DATA LISTING:
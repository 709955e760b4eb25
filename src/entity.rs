//! Entity kinds and raw detector matches.

use serde::{Deserialize, Serialize};

/// Entity kind classification.
///
/// The three kinds of typed entity a [`Detector`](crate::Detector) can
/// report in free text.
#[derive(Debug, Clone, Copy, PartialEq, Eq, Hash, Serialize, Deserialize)]
pub enum EntityKind {
    /// Web link (URL)
    Link,
    /// Dialable phone number
    PhoneNumber,
    /// Postal address
    Address,
}

impl EntityKind {
    /// Convert to a stable label string.
    #[must_use]
    pub fn as_label(&self) -> &'static str {
        match self {
            EntityKind::Link => "LINK",
            EntityKind::PhoneNumber => "PHONE",
            EntityKind::Address => "ADDRESS",
        }
    }

    /// Parse from a label string. Returns `None` for unknown labels.
    #[must_use]
    pub fn from_label(label: &str) -> Option<Self> {
        match label.to_uppercase().as_str() {
            "LINK" | "URL" => Some(EntityKind::Link),
            "PHONE" | "PHONENUMBER" | "PHONE_NUMBER" => Some(EntityKind::PhoneNumber),
            "ADDRESS" | "ADDR" => Some(EntityKind::Address),
            _ => None,
        }
    }

    /// All entity kinds, in canonical order.
    #[must_use]
    pub fn all() -> [EntityKind; 3] {
        [
            EntityKind::Link,
            EntityKind::PhoneNumber,
            EntityKind::Address,
        ]
    }
}

impl std::fmt::Display for EntityKind {
    fn fmt(&self, f: &mut std::fmt::Formatter<'_>) -> std::fmt::Result {
        write!(f, "{}", self.as_label())
    }
}

/// Postal address sub-fields as reported by a detector.
///
/// Any subset of fields may be present. A match without a `street` is
/// never emitted as a span; see [`AddressFields::formatted`].
#[derive(Debug, Clone, Default, PartialEq, Eq, Serialize, Deserialize)]
pub struct AddressFields {
    /// Street line, including the house number.
    pub street: Option<String>,
    /// City or locality.
    pub city: Option<String>,
    /// State or region code.
    pub state: Option<String>,
    /// Postal code.
    pub zip: Option<String>,
}

impl AddressFields {
    /// Canonical `"{street} {city}, {state}, {zip}"` form.
    ///
    /// Returns `None` when `street` is absent; such matches are suppressed
    /// entirely. Missing non-street fields render as empty strings, so the
    /// formatting punctuation is always present.
    #[must_use]
    pub fn formatted(&self) -> Option<String> {
        let street = self.street.as_deref()?;
        Some(format!(
            "{} {}, {}, {}",
            street,
            self.city.as_deref().unwrap_or(""),
            self.state.as_deref().unwrap_or(""),
            self.zip.as_deref().unwrap_or(""),
        ))
    }
}

/// Kind-specific payload of a raw match.
///
/// `None` values mean the detector matched a span but could not resolve a
/// canonical value for it. Link and phone matches degrade to an empty value
/// string; address matches without a street are dropped.
#[derive(Debug, Clone, PartialEq, Eq, Serialize, Deserialize)]
pub enum MatchFields {
    /// A web link and its resolved target URL, if any.
    Link {
        /// Absolute URL string, or `None` if unresolvable.
        url: Option<String>,
    },
    /// A phone number and its dialable form, if any.
    Phone {
        /// Dialable number string, or `None` if unresolvable.
        number: Option<String>,
    },
    /// A postal address with optional sub-fields.
    Address(AddressFields),
}

impl MatchFields {
    /// The entity kind this payload belongs to.
    #[must_use]
    pub fn kind(&self) -> EntityKind {
        match self {
            MatchFields::Link { .. } => EntityKind::Link,
            MatchFields::Phone { .. } => EntityKind::PhoneNumber,
            MatchFields::Address(_) => EntityKind::Address,
        }
    }

    /// Canonical link-target value, or `None` if the match is suppressed.
    ///
    /// Unresolved link/phone values degrade to the empty string rather than
    /// suppressing the span; only a street-less address suppresses.
    #[must_use]
    pub fn canonical_value(&self) -> Option<String> {
        match self {
            MatchFields::Link { url } => Some(url.clone().unwrap_or_default()),
            MatchFields::Phone { number } => Some(number.clone().unwrap_or_default()),
            MatchFields::Address(fields) => fields.formatted(),
        }
    }
}

/// A raw span reported by a [`Detector`](crate::Detector).
///
/// Offsets are byte offsets into the scanned text, half-open. Detectors are
/// expected to return in-bounds, non-overlapping ranges within a single
/// pass; the annotator discards ranges that are not.
#[derive(Debug, Clone, PartialEq, Serialize, Deserialize)]
pub struct RawMatch {
    /// Kind-specific payload.
    pub fields: MatchFields,
    /// Start position (byte offset in the scanned text).
    pub start: usize,
    /// End position (byte offset, exclusive).
    pub end: usize,
    /// Confidence score (0.0-1.0). Only consulted when resolving overlap
    /// across detector layers.
    pub confidence: f64,
}

impl RawMatch {
    /// Create a new raw match. Confidence is clamped to [0, 1].
    #[must_use]
    pub fn new(fields: MatchFields, start: usize, end: usize, confidence: f64) -> Self {
        Self {
            fields,
            start,
            end,
            confidence: confidence.clamp(0.0, 1.0),
        }
    }

    /// Create a raw match with default confidence (1.0).
    #[must_use]
    pub fn with_fields(fields: MatchFields, start: usize, end: usize) -> Self {
        Self::new(fields, start, end, 1.0)
    }

    /// The entity kind of this match.
    #[must_use]
    pub fn kind(&self) -> EntityKind {
        self.fields.kind()
    }

    /// Check if this match overlaps with another.
    #[must_use]
    pub fn overlaps(&self, other: &RawMatch) -> bool {
        !(self.end <= other.start || other.end <= self.start)
    }

    /// Check that the range is non-empty, in bounds, and on `char`
    /// boundaries of `text`.
    #[must_use]
    pub fn is_within(&self, text: &str) -> bool {
        self.start < self.end
            && self.end <= text.len()
            && text.is_char_boundary(self.start)
            && text.is_char_boundary(self.end)
    }
}


#[cfg(test)]
mod proptests {
    use super::*;
    use proptest::prelude::*;

    proptest! {
        #[test]
        fn confidence_always_clamped(conf in -10.0f64..10.0) {
            let m = RawMatch::new(MatchFields::Link { url: None }, 0, 4, conf);
            prop_assert!(m.confidence >= 0.0);
            prop_assert!(m.confidence <= 1.0);
        }

        #[test]
        fn overlap_is_symmetric(
            s1 in 0usize..100,
            len1 in 1usize..50,
            s2 in 0usize..100,
            len2 in 1usize..50,
        ) {
            let m1 = RawMatch::with_fields(MatchFields::Link { url: None }, s1, s1 + len1);
            let m2 = RawMatch::with_fields(MatchFields::Phone { number: None }, s2, s2 + len2);
            prop_assert_eq!(m1.overlaps(&m2), m2.overlaps(&m1));
        }

        #[test]
        fn formatted_address_always_carries_punctuation(
            street in "[A-Za-z0-9 ]{1,20}",
            city in proptest::option::of("[A-Za-z]{1,12}"),
            state in proptest::option::of("[A-Z]{2}"),
            zip in proptest::option::of("[0-9]{5}"),
        ) {
            let fields = AddressFields {
                street: Some(street.clone()),
                city,
                state,
                zip,
            };
            let formatted = fields.formatted().unwrap();
            prop_assert!(formatted.starts_with(&street));
            prop_assert_eq!(formatted.matches(", ").count(), 2);
        }
    }
}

WORK ITEM: Nothing but the full listing, copied exactly, belongs in the answer.

THE COMPLETED TASK:
repository 709955e760b4eb25
filename src/entity.rs
//! Entity kinds and raw detector matches.

use serde::{Deserialize, Serialize};

/// Entity kind classification.
///
/// The three kinds of typed entity a [`Detector`](crate::Detector) can
/// report in free text.
#[derive(Debug, Clone, Copy, PartialEq, Eq, Hash, Serialize, Deserialize)]
pub enum EntityKind {
    /// Web link (URL)
    Link,
    /// Dialable phone number
    PhoneNumber,
    /// Postal address
    Address,
}

impl EntityKind {
    /// Convert to a stable label string.
    #[must_use]
    pub fn as_label(&self) -> &'static str {
        match self {
            EntityKind::Link => "LINK",
            EntityKind::PhoneNumber => "PHONE",
            EntityKind::Address => "ADDRESS",
        }
    }

    /// Parse from a label string. Returns `None` for unknown labels.
    #[must_use]
    pub fn from_label(label: &str) -> Option<Self> {
        match label.to_uppercase().as_str() {
            "LINK" | "URL" => Some(EntityKind::Link),
            "PHONE" | "PHONENUMBER" | "PHONE_NUMBER" => Some(EntityKind::PhoneNumber),
            "ADDRESS" | "ADDR" => Some(EntityKind::Address),
            _ => None,
        }
    }

    /// All entity kinds, in canonical order.
    #[must_use]
    pub fn all() -> [EntityKind; 3] {
        [
            EntityKind::Link,
            EntityKind::PhoneNumber,
            EntityKind::Address,
        ]
    }
}

impl std::fmt::Display for EntityKind {
    fn fmt(&self, f: &mut std::fmt::Formatter<'_>) -> std::fmt::Result {
        write!(f, "{}", self.as_label())
    }
}

/// Postal address sub-fields as reported by a detector.
///
/// Any subset of fields may be present. A match without a `street` is
/// never emitted as a span; see [`AddressFields::formatted`].
#[derive(Debug, Clone, Default, PartialEq, Eq, Serialize, Deserialize)]
pub struct AddressFields {
    /// Street line, including the house number.
    pub street: Option<String>,
    /// City or locality.
    pub city: Option<String>,
    /// State or region code.
    pub state: Option<String>,
    /// Postal code.
    pub zip: Option<String>,
}

impl AddressFields {
    /// Canonical `"{street} {city}, {state}, {zip}"` form.
    ///
    /// Returns `None` when `street` is absent; such matches are suppressed
    /// entirely. Missing non-street fields render as empty strings, so the
    /// formatting punctuation is always present.
    #[must_use]
    pub fn formatted(&self) -> Option<String> {
        let street = self.street.as_deref()?;
        Some(format!(
            "{} {}, {}, {}",
            street,
            self.city.as_deref().unwrap_or(""),
            self.state.as_deref().unwrap_or(""),
            self.zip.as_deref().unwrap_or(""),
        ))
    }
}

/// Kind-specific payload of a raw match.
///
/// `None` values mean the detector matched a span but could not resolve a
/// canonical value for it. Link and phone matches degrade to an empty value
/// string; address matches without a street are dropped.
#[derive(Debug, Clone, PartialEq, Eq, Serialize, Deserialize)]
pub enum MatchFields {
    /// A web link and its resolved target URL, if any.
    Link {
        /// Absolute URL string, or `None` if unresolvable.
        url: Option<String>,
    },
    /// A phone number and its dialable form, if any.
    Phone {
        /// Dialable number string, or `None` if unresolvable.
        number: Option<String>,
    },
    /// A postal address with optional sub-fields.
    Address(AddressFields),
}

impl MatchFields {
    /// The entity kind this payload belongs to.
    #[must_use]
    pub fn kind(&self) -> EntityKind {
        match self {
            MatchFields::Link { .. } => EntityKind::Link,
            MatchFields::Phone { .. } => EntityKind::PhoneNumber,
            MatchFields::Address(_) => EntityKind::Address,
        }
    }

    /// Canonical link-target value, or `None` if the match is suppressed.
    ///
    /// Unresolved link/phone values degrade to the empty string rather than
    /// suppressing the span; only a street-less address suppresses.
    #[must_use]
    pub fn canonical_value(&self) -> Option<String> {
        match self {
            MatchFields::Link { url } => Some(url.clone().unwrap_or_default()),
            MatchFields::Phone { number } => Some(number.clone().unwrap_or_default()),
            MatchFields::Address(fields) => fields.formatted(),
        }
    }
}

/// A raw span reported by a [`Detector`](crate::Detector).
///
/// Offsets are byte offsets into the scanned text, half-open. Detectors are
/// expected to return in-bounds, non-overlapping ranges within a single
/// pass; the annotator discards ranges that are not.
#[derive(Debug, Clone, PartialEq, Serialize, Deserialize)]
pub struct RawMatch {
    /// Kind-specific payload.
    pub fields: MatchFields,
    /// Start position (byte offset in the scanned text).
    pub start: usize,
    /// End position (byte offset, exclusive).
    pub end: usize,
    /// Confidence score (0.0-1.0). Only consulted when resolving overlap
    /// across detector layers.
    pub confidence: f64,
}

impl RawMatch {
    /// Create a new raw match. Confidence is clamped to [0, 1].
    #[must_use]
    pub fn new(fields: MatchFields, start: usize, end: usize, confidence: f64) -> Self {
        Self {
            fields,
            start,
            end,
            confidence: confidence.clamp(0.0, 1.0),
        }
    }

    /// Create a raw match with default confidence (1.0).
    #[must_use]
    pub fn with_fields(fields: MatchFields, start: usize, end: usize) -> Self {
        Self::new(fields, start, end, 1.0)
    }

    /// The entity kind of this match.
    #[must_use]
    pub fn kind(&self) -> EntityKind {
        self.fields.kind()
    }

    /// Check if this match overlaps with another.
    #[must_use]
    pub fn overlaps(&self, other: &RawMatch) -> bool {
        !(self.end <= other.start || other.end <= self.start)
    }

    /// Check that the range is non-empty, in bounds, and on `char`
    /// boundaries of `text`.
    #[must_use]
    pub fn is_within(&self, text: &str) -> bool {
        self.start < self.end
            && self.end <= text.len()
            && text.is_char_boundary(self.start)
            && text.is_char_boundary(self.end)
    }
}


#[cfg(test)]
mod proptests {
    use super::*;
    use proptest::prelude::*;

    proptest! {
        #[test]
        fn confidence_always_clamped(conf in -10.0f64..10.0) {
            let m = RawMatch::new(MatchFields::Link { url: None }, 0, 4, conf);
            prop_assert!(m.confidence >= 0.0);
            prop_assert!(m.confidence <= 1.0);
        }

        #[test]
        fn overlap_is_symmetric(
            s1 in 0usize..100,
            len1 in 1usize..50,
            s2 in 0usize..100,
            len2 in 1usize..50,
        ) {
            let m1 = RawMatch::with_fields(MatchFields::Link { url: None }, s1, s1 + len1);
            let m2 = RawMatch::with_fields(MatchFields::Phone { number: None }, s2, s2 + len2);
            prop_assert_eq!(m1.overlaps(&m2), m2.overlaps(&m1));
        }

        #[test]
        fn formatted_address_always_carries_punctuation(
            street in "[A-Za-z0-9 ]{1,20}",
            city in proptest::option::of("[A-Za-z]{1,12}"),
            state in proptest::option::of("[A-Z]{2}"),
            zip in proptest::option::of("[0-9]{5}"),
        ) {
            let fields = AddressFields {
                street: Some(street.clone()),
                city,
                state,
                zip,
            };
            let formatted = fields.formatted().unwrap();
            prop_assert!(formatted.starts_with(&street));
            prop_assert_eq!(formatted.matches(", ").count(), 2);
        }
    }
}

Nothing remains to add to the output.